From: Asif Rehman <asifr.rehman@gmail.com>
To: Robert Haas <robertmhaas@gmail.com>
Cc: Ibrar Ahmed <ibrar.ahmad@gmail.com>, PostgreSQL Hackers <pgsql-hackers@postgresql.org>
Date: 2019-11-12T12:07:14Z
Lists: pgsql-hackers

Commits

Same data as JSON: GET /api/v1/messages/:b64id/commits the thread's linked commits as JSON, with link sources. API reference →
  1. Fix failures in incremental_sort due to number of workers

  2. In jsonb_plpython.c, suppress warning message from gcc 10.

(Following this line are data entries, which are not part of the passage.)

//! Line-delimited identifier lists.
//!
//! Every list the pipeline persists (links, IDs, failures) is UTF-8 text with
//! one entry per line and a trailing newline.

use std::fs;
use std::io::{BufWriter, Write};
use std::path::Path;

use crate::error::{HarvesterError, Result};

/// Read a list file: lines trimmed, blank lines dropped.
pub fn read_lines(path: &Path) -> Result<Vec<String>> {
    if !path.exists() {
        return Err(HarvesterError::MissingInput(path.to_path_buf()));
    }
    let content = fs::read_to_string(path)?;
    Ok(parse_lines(&content))
}

/// Read an ID list, additionally skipping `#` comment lines.
pub fn read_id_list(path: &Path) -> Result<Vec<String>> {
    Ok(read_lines(path)?
        .into_iter()
        .filter(|line| !line.starts_with('#'))
        .collect())
}

fn parse_lines(content: &str) -> Vec<String> {
    content
        .lines()
        .map(str::trim)
        .filter(|line| !line.is_empty())
        .map(String::from)
        .collect()
}

/// Write one item per line, newline terminated.
///
/// Creates the parent directory when it does not exist yet.
pub fn write_lines<I, S>(path: &Path, items: I) -> Result<usize>
where
    I: IntoIterator<Item = S>,
    S: AsRef<str>,
{
    write_with_header(path, None, items)
}

/// Like [`write_lines`], with a `#` comment line and a blank line first.
pub fn write_lines_with_header<I, S>(path: &Path, header: &str, items: I) -> Result<usize>
where
    I: IntoIterator<Item = S>,
    S: AsRef<str>,
{
    write_with_header(path, Some(header), items)
}

fn write_with_header<I, S>(path: &Path, header: Option<&str>, items: I) -> Result<usize>
where
    I: IntoIterator<Item = S>,
    S: AsRef<str>,
{
    if let Some(parent) = path.parent().filter(|p| !p.as_os_str().is_empty()) {
        fs::create_dir_all(parent)?;
    }
    let mut writer = BufWriter::new(fs::File::create(path)?);
    if let Some(header) = header {
        writeln!(writer, "# {header}")?;
        writeln!(writer)?;
    }
    let mut count = 0;
    for item in items {
        writeln!(writer, "{}", item.as_ref())?;
        count += 1;
    }
    writer.flush()?;
    tracing::debug!(path = %path.display(), count, "Wrote list");
    Ok(count)
}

  3. Fix minor problems with non-exclusive backup cleanup.

Attachments

On Mon, Nov 4, 2019 at 6:08 PM Asif Rehman <asifr.rehman@gmail.com> wrote:

>
>
> On Fri, Nov 1, 2019 at 8:53 PM Robert Haas <robertmhaas@gmail.com> wrote:
>
>> On Wed, Oct 30, 2019 at 10:16 AM Asif Rehman <asifr.rehman@gmail.com>
>> wrote:
>> > 'startptr' is used by sendFile() during checksum verification. Since
>> > SendBackupFiles() is using sendFIle we have to set a valid WAL location.
>>
>> Ugh, global variables.
>>
>> Why are START_BACKUP, SEND_BACKUP_FILELIST, SEND_BACKUP_FILES, and
>> STOP_BACKUP all using the same base_backup_opt_list production as
>> BASE_BACKUP? Presumably most of those options are not applicable to
>> most of those commands, and the productions should therefore be
>> separated.
>>
>
> Are you expecting something like the attached patch? Basically I have
> reorganised the grammar
> rules so each command can have the options required by it.
>
> I was feeling a bit reluctant for this change because it may add some
> unwanted grammar rules in
> the replication grammar. Since these commands are using the same options
> as base backup, may
> be we could throw error inside the relevant functions on unwanted options?
>
>
>
>> You should add docs, too.  I wouldn't have to guess what some of this
>> stuff was for if you wrote documentation explaining what this stuff
>> was for. :-)
>>
>
> Yes I will add it in the next patch.
>
>
>>
>> >> The tablespace_path option appears entirely unused, and I don't know
>> >> why that should be necessary here, either.
>> >
>> > This is to calculate the basepathlen. We need to exclude the tablespace
>> location (or
>> > base path) from the filename before it is sent to the client with
>> sendFile call. I added
>> > this option primarily to avoid performing string manipulation on
>> filename to extract the
>> > tablespace location and then calculate the basepathlen.
>> >
>> > Alternatively we can do it by extracting the base path from the
>> received filename. What
>> > do you suggest?
>>
>> I don't think the server needs any information from the client in
>> order to be able to exclude the tablespace location from the pathname.
>> Whatever it needs to know, it should be able to figure out, just as it
>> would in a non-parallel backup.
>>
>> --
>> Robert Haas
>> EnterpriseDB: http://www.enterprisedb.com
>> The Enterprise PostgreSQL Company
>>
>
>
I have updated the replication grammar with some new rules to differentiate
the options production
for base backup and newly added commands.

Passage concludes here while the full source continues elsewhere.